Part 4: Building the VAE Model¤

Step 1: Define Encoder¤

The encoder maps input images to latent parameters:

class Encoder(nnx.Module):
    """Encoder network for VAE.

    Maps input images to latent distribution parameters (mean and log-variance).
    """

    def __init__(
        self,
        latent_dim: int,
        hidden_dims: list[int] = [256, 128],
        *,
        rngs: nnx.Rngs,
    ):
        """Initialize encoder.

        Args:
            latent_dim: Dimension of latent space
            hidden_dims: Hidden layer dimensions
            rngs: Random number generators
        """
        super().__init__()
        self.latent_dim = latent_dim

        # Convolutional layers for spatial feature extraction
        self.conv1 = nnx.Conv(1, 32, kernel_size=(3, 3), strides=(2, 2), rngs=rngs)
        self.conv2 = nnx.Conv(32, 64, kernel_size=(3, 3), strides=(2, 2), rngs=rngs)
        self.conv3 = nnx.Conv(64, 128, kernel_size=(3, 3), strides=(2, 2), rngs=rngs)

        # Dense layers for distribution parameters
        # After 3 conv layers with stride 2 (SAME padding): 28 -> 14 -> 7 -> 4
        self.dense1 = nnx.Linear(128 * 4 * 4, hidden_dims[0], rngs=rngs)
        self.dense2 = nnx.Linear(hidden_dims[0], hidden_dims[1], rngs=rngs)

        # Output layers for mean and log-variance
        self.mean_layer = nnx.Linear(hidden_dims[1], latent_dim, rngs=rngs)
        self.logvar_layer = nnx.Linear(hidden_dims[1], latent_dim, rngs=rngs)

    def __call__(self, x: jax.Array) -> Tuple[jax.Array, jax.Array]:
        """Encode input to latent parameters.

        Args:
            x: Input images (batch_size, 28, 28, 1)

        Returns:
            Tuple of (mean, log_var) with shape (batch_size, latent_dim)
        """
        # Convolutional feature extraction
        h = nnx.relu(self.conv1(x))
        h = nnx.relu(self.conv2(h))
        h = nnx.relu(self.conv3(h))

        # Flatten
        h = jnp.reshape(h, (h.shape[0], -1))

        # Dense layers
        h = nnx.relu(self.dense1(h))
        h = nnx.relu(self.dense2(h))

        # Output parameters
        mean = self.mean_layer(h)
        log_var = self.logvar_layer(h)

        return mean, log_var

Step 2: Define Decoder¤

The decoder reconstructs images from latent codes:

class Decoder(nnx.Module):
    """Decoder network for VAE.

    Maps latent codes back to reconstructed images.
    """

    def __init__(
        self,
        latent_dim: int,
        hidden_dims: list[int] = [128, 256],
        *,
        rngs: nnx.Rngs,
    ):
        """Initialize decoder.

        Args:
            latent_dim: Dimension of latent space
            hidden_dims: Hidden layer dimensions
            rngs: Random number generators
        """
        super().__init__()

        # Dense layers to expand latent code
        self.dense1 = nnx.Linear(latent_dim, hidden_dims[0], rngs=rngs)
        self.dense2 = nnx.Linear(hidden_dims[0], hidden_dims[1], rngs=rngs)
        self.dense3 = nnx.Linear(hidden_dims[1], 128 * 4 * 4, rngs=rngs)

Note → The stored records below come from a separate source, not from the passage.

//! Image frame and pixel buffer types
//!
//! Pixel storage is planar: one plane per channel, all planes sharing the
//! frame dimensions. Frames are constructed by the caller and are immutable
//! during encode; the encoder only borrows plane views.

use crate::{AlphaMode, ColorChannels, ColorSpace, Error, Orientation, PixelType, Result, Sample};

/// One channel plane, typed by sample storage
#[derive(Debug, Clone, PartialEq)]
pub enum Plane {
    U8(Vec<u8>),
    U16(Vec<u16>),
    I16(Vec<i16>),
    F32(Vec<f32>),
}

impl Plane {
    pub fn new(pixel_type: PixelType, len: usize) -> Self {
        match pixel_type {
            PixelType::U8 => Plane::U8(vec![0; len]),
            PixelType::U16 => Plane::U16(vec![0; len]),
            PixelType::I16 => Plane::I16(vec![0; len]),
            PixelType::F32 => Plane::F32(vec![0.0; len]),
        }
    }

    pub fn len(&self) -> usize {
        match self {
            Plane::U8(v) => v.len(),
            Plane::U16(v) => v.len(),
            Plane::I16(v) => v.len(),
            Plane::F32(v) => v.len(),
        }
    }

    pub fn is_empty(&self) -> bool {
        self.len() == 0
    }

    pub fn pixel_type(&self) -> PixelType {
        match self {
            Plane::U8(_) => PixelType::U8,
            Plane::U16(_) => PixelType::U16,
            Plane::I16(_) => PixelType::I16,
            Plane::F32(_) => PixelType::F32,
        }
    }

    /// Copy out as widened i32 samples (integer encode paths)
    pub fn to_i32(&self) -> Vec<i32> {
        match self {
            Plane::U8(v) => v.iter().map(|&s| s as i32).collect(),
            Plane::U16(v) => v.iter().map(|&s| s as i32).collect(),
            Plane::I16(v) => v.iter().map(|&s| s as i32).collect(),
            Plane::F32(v) => v.iter().map(|&s| s.round() as i32).collect(),
        }
    }

    /// Copy out as normalized f32 samples (float encode paths)
    pub fn to_f32(&self) -> Vec<f32> {
        match self {
            Plane::U8(v) => v.iter().map(|&s| s.to_f32()).collect(),
            Plane::U16(v) => v.iter().map(|&s| s.to_f32()).collect(),
            Plane::I16(v) => v.iter().map(|&s| s.to_f32()).collect(),
            Plane::F32(v) => v.clone(),
        }
    }

    /// Rebuild a plane of the given storage type from widened i32 samples
    pub fn from_i32(pixel_type: PixelType, samples: &[i32]) -> Self {
        match pixel_type {
            PixelType::U8 => Plane::U8(samples.iter().map(|&s| u8::from_i32(s)).collect()),
            PixelType::U16 => Plane::U16(samples.iter().map(|&s| u16::from_i32(s)).collect()),
            PixelType::I16 => Plane::I16(samples.iter().map(|&s| i16::from_i32(s)).collect()),
            PixelType::F32 => Plane::F32(samples.iter().map(|&s| s as f32).collect()),
        }
    }

    /// Rebuild a plane of the given storage type from normalized f32 samples
    pub fn from_f32(pixel_type: PixelType, samples: &[f32]) -> Self {
        match pixel_type {
            PixelType::U8 => Plane::U8(samples.iter().map(|&s| u8::from_f32(s)).collect()),
            PixelType::U16 => Plane::U16(samples.iter().map(|&s| u16::from_f32(s)).collect()),
            PixelType::I16 => Plane::I16(samples.iter().map(|&s| i16::from_f32(s)).collect()),
            PixelType::F32 => Plane::F32(samples.to_vec()),
        }
    }
}

/// Planar pixel storage without metadata
#[derive(Debug, Clone, PartialEq)]
pub struct PixelBuffer {
    width: u32,
    height: u32,
    pixel_type: PixelType,
    planes: Vec<Plane>,
}

impl PixelBuffer {
    /// Allocate a zeroed buffer with one plane per channel
    pub fn new(width: u32, height: u32, channels: usize, pixel_type: PixelType) -> Result<Self> {
        if width == 0 || height == 0 {
            return Err(Error::invalid(format!(
                "zero dimension: {}x{}",
                width, height
            )));
        }
        if channels == 0 || channels > crate::consts::MAX_CHANNELS {
            return Err(Error::invalid(format!(
                "unsupported channel count: {}",
                channels
            )));
        }
        let len = width as usize * height as usize;
        let planes = (0..channels).map(|_| Plane::new(pixel_type, len)).collect();
        Ok(Self {
            width,
            height,
            pixel_type,
            planes,
        })
    }

    /// Build a buffer from preexisting planes, validating lengths
    pub fn from_planes(width: u32, height: u32, planes: Vec<Plane>) -> Result<Self> {
        if width == 0 || height == 0 {
            return Err(Error::invalid(format!(
                "zero dimension: {}x{}",
                width, height
            )));
        }
        if planes.is_empty() || planes.len() > crate::consts::MAX_CHANNELS {
            return Err(Error::invalid(format!(
                "unsupported channel count: {}",
                planes.len()
            )));
        }
        let expected = width as usize * height as usize;
        let pixel_type = planes[0].pixel_type();
        for (c, plane) in planes.iter().enumerate() {
            if plane.len() != expected {
                return Err(Error::invalid(format!(
                    "plane {} has {} samples, expected {}",
                    c,
                    plane.len(),
                    expected
                )));
            }
            if plane.pixel_type() != pixel_type {
                return Err(Error::invalid("mixed pixel types across planes"));
            }
        }
        Ok(Self {
            width,
            height,
            pixel_type,
            planes,
        })
    }

    pub fn width(&self) -> u32 {
        self.width
    }

    pub fn height(&self) -> u32 {
        self.height
    }

    pub fn channels(&self) -> usize {
        self.planes.len()
    }

    pub fn pixel_type(&self) -> PixelType {
        self.pixel_type
    }

    pub fn pixel_count(&self) -> usize {
        self.width as usize * self.height as usize
    }

    /// Total payload size in bytes across all planes
    pub fn byte_len(&self) -> usize {
        self.pixel_count() * self.channels() * self.pixel_type.bytes_per_sample()
    }

    pub fn plane(&self, channel: usize) -> Result<&Plane> {
        self.planes
            .get(channel)
            .ok_or_else(|| Error::invalid(format!("channel {} out of range", channel)))
    }

    pub fn plane_mut(&mut self, channel: usize) -> Result<&mut Plane> {
        self.planes
            .get_mut(channel)
            .ok_or_else(|| Error::invalid(format!("channel {} out of range", channel)))
    }

    pub fn planes(&self) -> &[Plane] {
        &self.planes
    }

    /// Borrow a rectangular view of one plane for tiled processing
    pub fn tile(&self, channel: usize, origin_x: u32, origin_y: u32, w: u32, h: u32) -> Result<Tile<'_>> {
        if origin_x + w > self.width || origin_y + h > self.height {
            return Err(Error::invalid(format!(
                "tile {}x{}+{}+{} exceeds {}x{}",
                w, h, origin_x, origin_y, self.width, self.height
            )));
        }
        Ok(Tile {
            plane: self.plane(channel)?,
            stride: self.width as usize,
            origin_x: origin_x as usize,
            origin_y: origin_y as usize,
            width: w as usize,
            height: h as usize,
        })
    }
}

/// Borrowed rectangular view of a plane
#[derive(Debug, Clone, Copy)]
pub struct Tile<'a> {
    plane: &'a Plane,
    stride: usize,
    origin_x: usize,
    origin_y: usize,
    width: usize,
    height: usize,
}

impl<'a> Tile<'a> {
    pub fn width(&self) -> usize {
        self.width
    }

    pub fn height(&self) -> usize {
        self.height
    }

    /// Sample at tile-local coordinates, widened to f32 without normalization
    pub fn sample(&self, x: usize, y: usize) -> f32 {
        debug_assert!(x < self.width && y < self.height);
        let idx = (self.origin_y + y) * self.stride + self.origin_x + x;
        match self.plane {
            Plane::U8(v) => v[idx] as f32,
            Plane::U16(v) => v[idx] as f32,
            Plane::I16(v) => v[idx] as f32,
            Plane::F32(v) => v[idx],
        }
    }
}

/// Extra-channel semantics
#[derive(Debug, Clone, Copy, PartialEq, Eq)]
pub enum ExtraChannelType {
    Alpha,
    Depth,
    SpotColor,
    SelectionMask,
    Thermal,
    Unknown,
}

/// Descriptor and payload for one extra channel
///
/// Samples are stored little-endian, `ceil(bit_depth / 8)` bytes each, so
/// the plane occupies `width * height * ceil(bit_depth / 8)` bytes.
#[derive(Debug, Clone, PartialEq)]
pub struct ExtraChannel {
    pub kind: ExtraChannelType,
    pub bit_depth: u8,
    /// Downsampling shift relative to the color channels (0 = full size)
    pub dim_shift: u8,
    pub name: String,
    pub data: Vec<u8>,
}

impl ExtraChannel {
    pub fn bytes_per_sample(&self) -> usize {
        (self.bit_depth as usize).div_ceil(8)
    }

    pub fn expected_len(&self, width: u32, height: u32) -> usize {
        let w = (width >> self.dim_shift).max(1) as usize;
        let h = (height >> self.dim_shift).max(1) as usize;
        w * h * self.bytes_per_sample()
    }

    /// Read sample `i` as an unsigned value
    pub fn sample(&self, i: usize) -> u32 {
        let bps = self.bytes_per_sample();
        let mut v = 0u32;
        for b in 0..bps {
            v |= (self.data[i * bps + b] as u32) << (8 * b);
        }
        v
    }
}

/// A raster frame handed to the encoder
#[derive(Debug, Clone)]
pub struct ImageFrame {
    pub buffer: PixelBuffer,
    pub channels: ColorChannels,
    pub color_space: ColorSpace,
    pub alpha_mode: AlphaMode,
    /// Effective sample precision, independent of storage type
    /// (e.g. 12-bit data carried in u16)
    pub bit_depth: u8,
    pub orientation: Orientation,
    pub extra_channels: Vec<ExtraChannel>,
    /// Opaque EXIF/XMP/ICC bytes passed through to the container wrapper
    pub metadata: Option<Vec<u8>>,
}

impl ImageFrame {
    /// Allocate a zeroed frame with defaults for metadata fields
    pub fn new(
        width: u32,
        height: u32,
        channels: ColorChannels,
        pixel_type: PixelType,
    ) -> Result<Self> {
        let buffer = PixelBuffer::new(width, height, channels.count(), pixel_type)?;
        let alpha_mode = if channels.has_alpha() {
            AlphaMode::Straight
        } else {
            AlphaMode::None
        };
        let color_space = match channels {
            ColorChannels::Gray | ColorChannels::GrayAlpha => ColorSpace::Grayscale,
            _ => ColorSpace::Srgb,
        };
        Ok(Self {
            buffer,
            channels,
            color_space,
            alpha_mode,
            bit_depth: pixel_type.natural_bit_depth(),
            orientation: Orientation::Identity,
            extra_channels: Vec::new(),
            metadata: None,
        })
    }

    pub fn width(&self) -> u32 {
        self.buffer.width()
    }

    pub fn height(&self) -> u32 {
        self.buffer.height()
    }

    pub fn pixel_type(&self) -> PixelType {
        self.buffer.pixel_type()
    }

    pub fn channel_count(&self) -> usize {
        self.channels.count()
    }

    /// Check the frame invariants before encoding
    pub fn validate(&self) -> Result<()> {
        if self.buffer.channels() != self.channels.count() {
            return Err(Error::invalid(format!(
                "channel layout says {} channels but buffer has {} planes",
                self.channels.count(),
                self.buffer.channels()
            )));
        }
        let has_alpha = self.channels.has_alpha();
        if has_alpha == (self.alpha_mode == AlphaMode::None) {
            return Err(Error::invalid(
                "alpha mode inconsistent with channel layout",
            ));
        }
        if self.bit_depth == 0 || self.bit_depth as usize > self.pixel_type().bytes_per_sample() * 8
        {
            return Err(Error::invalid(format!(
                "bit depth {} incompatible with {:?} storage",
                self.bit_depth,
                self.pixel_type()
            )));
        }
        for (i, ec) in self.extra_channels.iter().enumerate() {
            if ec.bit_depth == 0 || ec.bit_depth > 32 {
                return Err(Error::invalid(format!(
                    "extra channel {} bit depth {} out of range",
                    i, ec.bit_depth
                )));
            }
            let expected = ec.expected_len(self.width(), self.height());
            if ec.data.len() != expected {
                return Err(Error::invalid(format!(
                    "extra channel {} has {} bytes, expected {}",
                    i,
                    ec.data.len(),
                    expected
                )));
            }
        }
        Ok(())
    }
}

        # Transposed convolutions for upsampling
        self.conv_transpose1 = nnx.ConvTranspose(
            128, 64, kernel_size=(3, 3), strides=(2, 2), rngs=rngs
        )
        self.conv_transpose2 = nnx.ConvTranspose(
            64, 32, kernel_size=(3, 3), strides=(2, 2), rngs=rngs
        )
        self.conv_transpose3 = nnx.ConvTranspose(
            32, 1, kernel_size=(3, 3), strides=(2, 2), rngs=rngs
        )

    def __call__(self, z: jax.Array) -> jax.Array:
        """Decode latent code to reconstructed image.

        Args:
            z: Latent codes (batch_size, latent_dim)

        Returns:
            Reconstructed images (batch_size, 28, 28, 1)
        """
        # Expand through dense layers
        h = nnx.relu(self.dense1(z))
        h = nnx.relu(self.dense2(h))
        h = nnx.relu(self.dense3(h))

        # Reshape to spatial
        h = jnp.reshape(h, (h.shape[0], 4, 4, 128))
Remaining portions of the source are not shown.